Is there anything more mundane to blog about? Well, at the risk of imitating the (wildly popular) dullest blog in the world, here's what I got this afternoon:

  • A postcard with a slightly trashy but still pretty hot thirty-something chick on the front. On the back: "I'll be waiting to see you! There's more to see!" And: "Your special bonus video is here with me."

  • SO I called the number, talked to a nice-sounding young woman who wanted to verify my name, age and address. Apparently I'd made some purchase recently -- possibly the Maxim subscription (yes, Maxim -- it came discounted with ESPN if all the pretty ladies wasn't a good enough reason) that still hasn't arrived -- that precipitated this sending. Am I over 20? Yes. Do I have a credit card? No. To get this four-hour adult video, plus subscriptions to Hustler and other magazines I have never heard of but don't sound quite my speed, will I pay just $4.95? Uh... no. "Okay, thanks." Click.

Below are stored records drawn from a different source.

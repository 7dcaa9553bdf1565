//! Data structures for template context

use serde::Serialize;
use serde_json::{Map, Value};
use std::collections::BTreeMap;

use crate::config::SiteConfig;
use crate::content::{ContentItem, ItemKind, Tag};

/// `site` in templates
#[derive(Debug, Clone, Serialize)]
pub struct SiteData {
    pub title: String,
    pub description: String,
    pub author: String,
    pub url: String,
    pub baseurl: String,
    pub tag_dir: String,
    pub archive_dir: String,
    pub feed_path: Option<String>,
    /// Whether tag listing pages are generated
    pub tag_pages: bool,
    /// Date of the newest post, RFC 3339
    pub updated: Option<String>,
    /// Visible posts, newest first
    pub posts: Vec<ItemSummary>,
    /// Visible pages, by `order` then path
    pub pages: Vec<ItemSummary>,
    /// Tag name to the visible posts carrying it
    pub tags: BTreeMap<String, Vec<ItemSummary>>,
    /// Custom `_config.yml` keys
    #[serde(flatten)]
    pub extra: Map<String, Value>,
}

impl SiteData {
    /// Build from sorted posts and pages; `excerpts` maps source paths to
    /// rendered excerpts
    pub fn new(
        config: &SiteConfig,
        posts: &[ContentItem],
        pages: &[ContentItem],
        excerpts: &BTreeMap<String, String>,
    ) -> Self {
        let summarize = |items: &[ContentItem]| -> Vec<ItemSummary> {
            items
                .iter()
                .filter(|item| !item.hidden)
                .map(|item| ItemSummary::new(item, config, excerpts.get(&item.source)))
                .collect()
        };
        let posts = summarize(posts);
        let pages = summarize(pages);

        let mut tags: BTreeMap<String, Vec<ItemSummary>> = BTreeMap::new();
        for post in &posts {
            for tag in &post.tags {
                tags.entry(tag.name.clone()).or_default().push(post.clone());
            }
        }

        let extra = config
            .extra
            .iter()
            .map(|(k, v)| (k.clone(), yaml_to_json(v)))
            .collect();

        Self {
            title: config.title.clone(),
            description: config.description.clone(),
            author: config.author.clone(),
            url: config.url.trim_end_matches('/').to_string(),
            baseurl: config.base_path(),
            tag_dir: config.tag_dir.clone(),
            archive_dir: config.archive_dir.clone(),
            feed_path: config.feed.enable.then(|| config.feed.path.clone()),
            tag_pages: config.listings.tags,
            updated: posts.iter().filter_map(|p| p.date.clone()).next(),
            posts,
            pages,
            tags,
            extra,
        }
    }
}

/// A post or page as seen from listings
#[derive(Debug, Clone, Serialize)]
pub struct ItemSummary {
    pub title: String,
    pub url: String,
    pub source: String,
    pub kind: ItemKind,
    pub date: Option<String>,
    pub tags: Vec<Tag>,
    pub excerpt: Option<String>,
}

impl ItemSummary {
    pub fn new(item: &ContentItem, config: &SiteConfig, excerpt: Option<&String>) -> Self {
        Self {
            title: item.title.clone(),
            url: item.url.clone(),
            source: item.source.clone(),
            kind: item.kind,
            date: item.date.map(|d| d.to_rfc3339()),
            tags: item
                .tags
                .iter()
                .map(|t| Tag::new(t, &config.tag_dir))
                .collect(),
            excerpt: excerpt.cloned(),
        }
    }
}

/// Title and URL of a neighbouring item
#[derive(Debug, Clone, Serialize)]
pub struct Link {
    pub title: String,
    pub url: String,
}

impl From<&ContentItem> for Link {
    fn from(item: &ContentItem) -> Self {
        Self {
            title: item.title.clone(),
            url: item.url.clone(),
        }
    }
}

/// `page` in templates
#[derive(Debug, Clone, Serialize)]
pub struct PageData {
    pub title: String,
    pub url: String,
    pub layout: String,
    pub source: String,
    pub slug: String,
    pub kind: Option<ItemKind>,
    pub date: Option<String>,
    pub tags: Vec<Tag>,
    pub categories: Vec<String>,
    pub hidden: bool,
    pub excerpt: Option<String>,
    /// Older post
    pub previous: Option<Link>,
    /// Newer post
    pub next: Option<Link>,
    #[serde(flatten)]
    pub extra: Map<String, Value>,
}

impl PageData {
    pub fn from_item(item: &ContentItem, config: &SiteConfig) -> Self {
        let extra = item
            .extra
            .iter()
            .map(|(k, v)| (k.clone(), yaml_to_json(v)))
            .collect();

        Self {
            title: item.title.clone(),
            url: item.url.clone(),
            layout: item.layout.clone(),
            source: item.source.clone(),
            slug: item.slug.clone(),
            kind: Some(item.kind),
            date: item.date.map(|d| d.to_rfc3339()),
            tags: item
                .tags
                .iter()
                .map(|t| Tag::new(t, &config.tag_dir))
                .collect(),
            categories: item.categories.clone(),
            hidden: item.hidden,
            excerpt: None,
            previous: None,
            next: None,
            extra,
        }
    }

    /// A generated listing page
    pub fn listing(title: &str, url: &str, layout: &str) -> Self {
        Self {
            title: title.to_string(),
            url: url.to_string(),
            layout: layout.to_string(),
            source: String::new(),
            slug: String::new(),
            kind: None,
            date: None,
            tags: Vec::new(),
            categories: Vec::new(),
            hidden: false,
            excerpt: None,
            previous: None,
            next: None,
            extra: Map::new(),
        }
    }
}

/// `paginator` on home pages
#[derive(Debug, Clone, Serialize)]
pub struct Pagination {
    pub page: usize,
    pub per_page: usize,
    pub total_pages: usize,
    pub total_posts: usize,
    pub posts: Vec<ItemSummary>,
    pub previous_page_path: Option<String>,
    pub next_page_path: Option<String>,
}

/// `tag` on tag pages
#[derive(Debug, Clone, Serialize)]
pub struct TagPage {
    pub name: String,
    pub slug: String,
    pub url: String,
    pub posts: Vec<ItemSummary>,
}

/// One year of `archive` on the archive page
#[derive(Debug, Clone, Serialize)]
pub struct ArchiveYear {
    pub year: i32,
    pub posts: Vec<ItemSummary>,
}

/// Convert YAML front matter to JSON for templates.
/// Non-string mapping keys are rendered as YAML scalars.
pub fn yaml_to_json(value: &serde_yaml::Value) -> Value {
    use serde_yaml::Value as Yaml;

    match value {
        Yaml::Null => Value::Null,
        Yaml::Bool(b) => Value::Bool(*b),
        Yaml::Number(n) => {
            if let Some(i) = n.as_i64() {
                Value::from(i)
            } else if let Some(u) = n.as_u64() {
                Value::from(u)
            } else {
                n.as_f64()
                    .and_then(serde_json::Number::from_f64)
                    .map(Value::Number)
                    .unwrap_or(Value::Null)
            }
        }
        Yaml::String(s) => Value::String(s.clone()),
        Yaml::Sequence(items) => Value::Array(items.iter().map(yaml_to_json).collect()),
        Yaml::Mapping(map) => Value::Object(
            map.iter()
                .map(|(k, v)| (yaml_key(k), yaml_to_json(v)))
                .collect(),
        ),
        Yaml::Tagged(tagged) => yaml_to_json(&tagged.value),
    }
}

fn yaml_key(key: &serde_yaml::Value) -> String {
    match key {
        serde_yaml::Value::String(s) => s.clone(),
        other => serde_yaml::to_string(other)
            .map(|s| s.trim().to_string())
            .unwrap_or_default(),
    }
}

#[cfg(test)]
mod tests {
    use super::*;

    #[test]
    fn test_yaml_to_json() {
        let yaml: serde_yaml::Value =
            serde_yaml::from_str("a: 1\nb: [x, true]\n3: three\nc: 1.5").unwrap();
        let json = yaml_to_json(&yaml);
        assert_eq!(json["a"], 1);
        assert_eq!(json["b"][0], "x");
        assert_eq!(json["b"][1], true);
        assert_eq!(json["3"], "three");
        assert_eq!(json["c"], 1.5);
    }
}
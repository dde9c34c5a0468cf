//! Command-line definition

use clap::{value_parser, Arg, ArgAction, Command};
use std::path::PathBuf;

/// Scripted branch failure, `BRANCH=STATUS`
#[derive(Debug, Clone, PartialEq, Eq)]
pub(crate) struct FailSpec {
    pub(crate) branch: String,
    pub(crate) exit_status: u32,
}

pub(crate) fn parse_fail_spec(text: &str) -> Result<FailSpec, String> {
    let (branch, status) = text
        .split_once('=')
        .ok_or_else(|| format!("expected BRANCH=STATUS, got `{text}`"))?;
    if branch.is_empty() {
        return Err("branch name is empty".to_string());
    }
    let exit_status = status
        .parse::<u32>()
        .map_err(|err| format!("invalid exit status `{status}`: {err}"))?;
    if exit_status == 0 {
        return Err("exit status 0 is a success".to_string());
    }
    Ok(FailSpec {
        branch: branch.to_string(),
        exit_status,
    })
}

fn structure_arg() -> Arg {
    Arg::new("structure")
        .long("structure")
        .short('s')
        .required(true)
        .value_parser(value_parser!(PathBuf))
        .help("Structure JSON file")
}

fn parameters_arg() -> Arg {
    Arg::new("parameters")
        .long("parameters")
        .short('p')
        .required(true)
        .value_parser(value_parser!(PathBuf))
        .help("Parameter document (.json, .yaml or .toml)")
}

fn snapshot_dir_arg() -> Arg {
    Arg::new("snapshot-dir")
        .long("snapshot-dir")
        .value_parser(value_parser!(PathBuf))
        .help("Directory for snapshots; overrides the config file")
}

fn clean_workdir_arg() -> Arg {
    Arg::new("clean-workdir")
        .long("clean-workdir")
        .action(ArgAction::SetTrue)
        .help("Release remote folders once the workflow terminates")
}

pub(crate) fn command() -> Command {
    Command::new("matflow")
        .version(matflow_core::VERSION)
        .about("Plugin-composable materials workflow orchestrator")
        .subcommand_required(true)
        .arg_required_else_help(true)
        .after_help(
            "Exit status: 0 success, 1 error, 2 suspended. A failed branch exits with its \
             workflow code minus 391 (relax 401 -> 10, first plugin 405 -> 14), capped at 125.",
        )
        .arg(
            Arg::new("verbose")
                .short('v')
                .long("verbose")
                .action(ArgAction::Count)
                .global(true)
                .help("Increase log verbosity (-v info, -vv debug, -vvv trace)"),
        )
        .arg(
            Arg::new("quiet")
                .short('q')
                .long("quiet")
                .action(ArgAction::SetTrue)
                .global(true)
                .conflicts_with("verbose")
                .help("Silence all logging"),
        )
        .arg(
            Arg::new("log-file")
                .long("log-file")
                .value_parser(value_parser!(PathBuf))
                .global(true)
                .help("Also write logs to this file"),
        )
        .arg(
            Arg::new("config")
                .long("config")
                .short('c')
                .value_parser(value_parser!(PathBuf))
                .global(true)
                .help("Orchestrator configuration (TOML)"),
        )
        .subcommand(Command::new("plugins").about("List registered plugins and their exit codes"))
        .subcommand(
            Command::new("compose")
                .about("Compose a workflow and print its label and input tree")
                .arg(structure_arg())
                .arg(parameters_arg()),
        )
        .subcommand(
            Command::new("run")
                .about("Run a workflow against the simulated substrate")
                .arg(structure_arg())
                .arg(parameters_arg())
                .arg(snapshot_dir_arg())
                .arg(
                    Arg::new("fail")
                        .long("fail")
                        .value_name("BRANCH=STATUS")
                        .action(ArgAction::Append)
                        .value_parser(parse_fail_spec)
                        .help("Make a branch finish with a non-zero exit status"),
                )
                .arg(
                    Arg::new("hold")
                        .long("hold")
                        .value_name("BRANCH")
                        .action(ArgAction::Append)
                        .help("Keep a branch running so the workflow suspends"),
                )
                .arg(clean_workdir_arg()),
        )
        .subcommand(
            Command::new("resume")
                .about("Resume a suspended workflow from its snapshot")
                .arg(snapshot_dir_arg())
                .arg(
                    Arg::new("id")
                        .long("id")
                        .required(true)
                        .value_parser(value_parser!(String))
                        .help("Orchestrator id"),
                )
                .arg(
                    Arg::new("keep-held")
                        .long("keep-held")
                        .action(ArgAction::SetTrue)
                        .help("Do not release held branches before resuming"),
                ),
        )
        .subcommand(
            Command::new("snapshots")
                .about("List stored snapshots")
                .arg(snapshot_dir_arg()),
        )
}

  • A letter of thanks from a DC-area think tank.

  • THIS one's easy: Last weekend I gave a brief lecture at a publications school for college students, one I myself had attended a few years ago as an undergraduate magazine editor. I mostly shared anecdotes about stirring up trouble around campus under the guise of "earned media" -- i.e. free publicity. Apparently I did a good job, though the only question asked of me was by a UW student about what's up with Oregon basketball next year. (No more Lukes, but at least a Malik for a couple years. Even if we do have to stand the scrutiny extending from flying him in and out of Eugene on a private jet, we mid-level schools have to do things like that. Thanks, Phil!)

  • An IKEA catalog, addressed to "Current Occupant."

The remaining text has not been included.